A will or revocable living trust drafted five or ten years ago almost certainly does not address digital assets. Even if it does, there are three structural problems that a simple bequest cannot solve.

The Password Problem: A Barrier for Your Heirs

Your family cannot access what they cannot log into. A cryptocurrency wallet with a forgotten or undisclosed seed phrase is effectively gone forever — blockchain transactions are irreversible and no one holds a master key. Exchange accounts, brokerage platforms, and financial apps require authentication credentials your heirs do not have. A will naming your daughter as beneficiary of your crypto holdings means nothing if she cannot prove ownership or access the wallet.

When “Terms of Service” Can Trump Your Will

Most online platforms include non-transferability clauses in their terms of service. Your Facebook account, for example, cannot legally be “inherited” by a family member who logs in using your password — doing so may violate federal computer access laws and the platform’s terms. Instagram has specific legacy contact policies. Gmail has an Inactive Account Manager option that must be set up in advance. Without planning, your family may find themselves locked out or dealing with accounts that simply vanish.

Why Probate Fails to Cover Your Digital Footprint

California probate courts can order the transfer of real property and financial accounts held at California-regulated institutions. They have much less leverage over accounts at technology platforms, foreign cryptocurrency exchanges, and decentralized networks. Even a court order to a foreign exchange may be unenforceable, and no court can recover a private key that was never written down.

Don’t leave your digital estate to chance. Talk to a Lawvex attorney about building a complete plan that covers all your assets.

The Broad Scope of Digital Asset Legal Services

The world of digital assets is vast, and so is the legal framework surrounding it. While our focus at Lawvex is on ensuring these assets are seamlessly integrated into your estate plan and business succession strategy, it’s helpful to understand the broader legal landscape. Digital asset law isn’t a single practice area; it’s a complex field that includes corporate law, litigation, intellectual property, and tax law. Different legal specialists handle everything from helping a tech startup launch a new token to recovering cryptocurrency in a bankruptcy case. Understanding this scope helps clarify why specific, focused planning for your own digital wealth is so critical for protecting your family and your legacy.

Corporate and Business-Focused Legal Services

For entrepreneurs and business owners in California, digital assets can represent both a new frontier for growth and a maze of legal requirements. Whether you’re exploring accepting crypto payments at your Clovis storefront or building a business on blockchain technology, specialized corporate legal services are essential for building a solid foundation. These services help businesses operate confidently and legally in a rapidly changing environment, addressing everything from initial company formation to complex digital transactions. This proactive legal support is fundamental to long-term success and stability.

Regulatory Compliance and Licensing

The rules governing digital assets are constantly evolving. Attorneys who specialize in this area help businesses understand and comply with state and federal regulations, which can include money transmitter laws and SEC guidelines.

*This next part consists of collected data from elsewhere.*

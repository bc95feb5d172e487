use serde::{Deserialize, Serialize};

#[derive(Debug, Clone, Serialize)]
pub struct ChatRequest {
    pub model: String,
    pub messages: Vec<Message>,
    #[serde(skip_serializing_if = "Option::is_none")]
    pub temperature: Option<f32>,
    #[serde(skip_serializing_if = "Option::is_none")]
    pub max_tokens: Option<u32>,
    #[serde(skip_serializing_if = "Option::is_none")]
    pub presence_penalty: Option<f32>,
    #[serde(skip_serializing_if = "Option::is_none")]
    pub frequency_penalty: Option<f32>,
}

#[derive(Debug, Clone, PartialEq, Serialize, Deserialize)]
pub struct Message {
    pub role: String,
    #[serde(default, skip_serializing_if = "Option::is_none")]
    pub content: Option<String>,
}

impl Message {
    pub fn system(content: impl Into<String>) -> Self {
        Self {
            role: "system".to_string(),
            content: Some(content.into()),
        }
    }

    pub fn user(content: impl Into<String>) -> Self {
        Self {
            role: "user".to_string(),
            content: Some(content.into()),
        }
    }

    pub fn assistant(content: impl Into<String>) -> Self {
        Self {
            role: "assistant".to_string(),
            content: Some(content.into()),
        }
    }

    /// Non-blank text content, if any.
    pub fn text_content(&self) -> Option<&str> {
        self.content.as_deref().filter(|c| !c.trim().is_empty())
    }
}

#[derive(Debug, Deserialize)]
pub struct ChatResponse {
    #[serde(default)]
    pub id: String,
    #[serde(default)]
    pub choices: Vec<Choice>,
    pub usage: Option<Usage>,
}

impl ChatResponse {
    /// Text of the first choice.
    pub fn first_text(&self) -> Option<&str> {
        self.choices.first().and_then(|c| c.message.text_content())
    }
}

#[derive(Debug, Deserialize)]
pub struct Choice {
    #[serde(default)]
    pub index: u32,
    pub message: Message,
    pub finish_reason: Option<String>,
}

#[derive(Debug, Deserialize)]
pub struct Usage {
    pub prompt_tokens: u32,
    pub completion_tokens: u32,
    pub total_tokens: u32,
}

#[cfg(test)]
mod tests {
    use super::*;

    #[test]
    fn request_serializes_penalties_and_skips_unset() {
        let request = ChatRequest {
            model: "gpt-3.5-turbo-1106".to_string(),
            messages: vec![Message::system("rules"), Message::user("data")],
            temperature: Some(0.8),
            max_tokens: Some(1000),
            presence_penalty: Some(0.4),
            frequency_penalty: None,
        };
        let json = serde_json::to_value(&request).unwrap();
        assert_eq!(json["messages"][0]["role"], "system");
        assert_eq!(json["messages"][1]["content"], "data");
        assert_eq!(json["max_tokens"], 1000);
        assert!(json.get("presence_penalty").is_some());
        assert!(json.get("frequency_penalty").is_none());
    }

    #[test]
    fn first_text_ignores_blank_content() {
        let response: ChatResponse = serde_json::from_value(serde_json::json!({
            "id": "x",
            "choices": [{"index": 0, "message": {"role": "assistant", "content": "  \n"}, "finish_reason": "stop"}]
        }))
        .unwrap();
        assert_eq!(response.first_text(), None);

        let response: ChatResponse = serde_json::from_value(serde_json::json!({
            "choices": [{"message": {"role": "assistant", "content": "ALTERNATIVE 1:"}}]
        }))
        .unwrap();
        assert_eq!(response.first_text(), Some("ALTERNATIVE 1:"));
    }
}
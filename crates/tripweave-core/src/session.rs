//! State of one advisory view.
//!
//! `Idle -> Loading -> Ready | Failed`. Every round is started through a
//! [`RoundTicket`]; an outcome is accepted only for the ticket of the round
//! currently loading, so a response that lands after the view was closed
//! (or reopened) is dropped.

use crate::merge::apply_selection;
use crate::{AdviceResult, ItineraryItem};
use tracing::{debug, info};
use uuid::Uuid;

#[derive(Debug, Clone, PartialEq)]
pub enum AdvisoryStatus<E> {
    Idle,
    Loading,
    Ready(AdviceResult),
    Failed(E),
}

/// Which itinerary the user highlighted.
#[derive(Debug, Clone, Copy, PartialEq, Eq)]
pub enum Selection {
    Original,
    Alternative(usize),
}

/// Proof that a round was started by this session at this epoch.
#[derive(Debug, Clone, Copy, PartialEq, Eq)]
pub struct RoundTicket {
    session: Uuid,
    epoch: u64,
}

#[derive(Debug)]
pub struct AdvisorySession<E> {
    id: Uuid,
    epoch: u64,
    open: bool,
    status: AdvisoryStatus<E>,
    selection: Option<Selection>,
}

impl<E> Default for AdvisorySession<E> {
    fn default() -> Self {
        Self {
            id: Uuid::new_v4(),
            epoch: 0,
            open: false,
            status: AdvisoryStatus::Idle,
            selection: None,
        }
    }
}

impl<E> AdvisorySession<E> {
    pub fn new() -> Self {
        Self::default()
    }

    pub fn status(&self) -> &AdvisoryStatus<E> {
        &self.status
    }

    pub fn is_open(&self) -> bool {
        self.open
    }

    pub fn is_loading(&self) -> bool {
        matches!(self.status, AdvisoryStatus::Loading)
    }

    pub fn selection(&self) -> Option<Selection> {
        self.selection
    }

    /// Open the view. With nothing cached and no prior error this starts a
    /// round and hands back its ticket.
    pub fn open(&mut self) -> Option<RoundTicket> {
        self.open = true;
        match self.status {
            AdvisoryStatus::Idle => Some(self.begin()),
            _ => None,
        }
    }

    /// User-triggered retry after a failure.
    pub fn retry(&mut self) -> Option<RoundTicket> {
        if self.open && matches!(self.status, AdvisoryStatus::Failed(_)) {
            Some(self.begin())
        } else {
            None
        }
    }

    /// Record the outcome of a round. Returns false when the ticket is stale
    /// and the outcome was discarded.
    pub fn complete(&mut self, ticket: RoundTicket, outcome: Result<AdviceResult, E>) -> bool {
        if ticket != self.current_ticket() || !self.is_loading() {
            debug!(
                "Discarding stale advisory outcome (epoch {} vs {})",
                ticket.epoch, self.epoch
            );
            return false;
        }
        self.status = match outcome {
            Ok(result) => {
                info!(
                    "Advisory round ready with {} alternatives",
                    result.alternative_itineraries.len()
                );
                AdvisoryStatus::Ready(result)
            }
            Err(e) => AdvisoryStatus::Failed(e),
        };
        true
    }

    /// Close the view, discarding any in-flight or finished round.
    pub fn close(&mut self) {
        self.open = false;
        self.status = AdvisoryStatus::Idle;
        self.selection = None;
        self.epoch += 1;
    }

    /// Highlight an itinerary. Returns its items, or `None` if there is no
    /// result or the index does not exist.
    pub fn select(&mut self, selection: Selection) -> Option<&[ItineraryItem]> {
        let AdvisoryStatus::Ready(result) = &self.status else {
            return None;
        };
        let items = items_for(result, selection)?;
        self.selection = Some(selection);
        Some(items)
    }

    pub fn selected_items(&self) -> Option<&[ItineraryItem]> {
        let AdvisoryStatus::Ready(result) = &self.status else {
            return None;
        };
        items_for(result, self.selection?)
    }

    /// Apply the highlighted itinerary: fresh identifiers, then the view
    /// closes.
    pub fn apply(&mut self) -> Option<Vec<ItineraryItem>> {
        let applied = apply_selection(self.selected_items()?);
        self.close();
        Some(applied)
    }

    fn begin(&mut self) -> RoundTicket {
        self.epoch += 1;
        self.status = AdvisoryStatus::Loading;
        self.selection = None;
        self.current_ticket()
    }

    fn current_ticket(&self) -> RoundTicket {
        RoundTicket {
            session: self.id,
            epoch: self.epoch,
        }
    }
}

fn items_for(result: &AdviceResult, selection: Selection) -> Option<&[ItineraryItem]> {
    match selection {
        Selection::Original => Some(&result.original_itinerary),
        Selection::Alternative(i) => result
            .alternative_itineraries
            .get(i)
            .map(|alt| alt.items.as_slice()),
    }
}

This ensures the company can operate without facing unexpected fines or legal challenges down the road.

Business Transactions and Product Launches

When a company wants to launch a new digital product, like an NFT collection or a decentralized application, lawyers are needed to structure the transaction. They draft the agreements and disclosures necessary to protect the business and its customers, helping to manage risk while bringing an innovative idea to market.

Litigation, Asset Recovery, and Investigations

Given the high stakes and anonymous nature of some digital transactions, disputes are unfortunately common. This area of law focuses on what happens when things go wrong, from defending against a government inquiry to clawing back stolen assets. When a conflict arises, having an attorney who understands the technical and legal nuances of blockchain technology is crucial. They are the ones who step in to represent individuals and companies in court, during arbitrations, or in negotiations to resolve complex digital asset disputes.

Defending Against Lawsuits and Inquiries

Individuals and companies in the digital asset space can face lawsuits from private parties or investigations from government agencies. Litigation attorneys with experience in cryptocurrency and blockchain defend clients in these high-stakes legal battles, protecting their rights and assets throughout the process.

Assistance in Bankruptcy and Restructuring

The crypto market can be volatile. When a digital asset company faces financial distress or bankruptcy, specialized lawyers are brought in to help. A key part of their job is tracing and recovering digital assets, which can be a highly technical process, to ensure creditors and stakeholders get back as much as possible.

Intellectual Property and Tax Law

Beyond corporate structures and disputes, digital assets involve two other critical legal areas: protecting the underlying ideas and ensuring compliance with tax obligations. For creators, innovators, and investors, these issues are paramount. Intellectual property law safeguards the value of a digital creation, while tax law ensures that gains are reported correctly to avoid costly penalties. Both are essential components of a comprehensive business planning strategy for anyone operating in the digital economy.

Protecting Blockchain Innovations and NFTs

Intellectual property (IP) lawyers help protect the novel ideas behind digital assets. This can involve filing patents for new blockchain technologies or advising artists on how to handle copyright for their NFTs. This legal protection is what allows creators and inventors to own and profit from their digital work.

Advising on Tax Implications and Policy

Every time you sell, trade, or even use cryptocurrency to buy something, it can trigger a taxable event. Tax attorneys advise clients on the tax consequences of their digital asset transactions. This guidance is vital for proper reporting and planning, helping you avoid a surprise bill from the IRS and ensuring your estate plan accurately reflects your tax liabilities.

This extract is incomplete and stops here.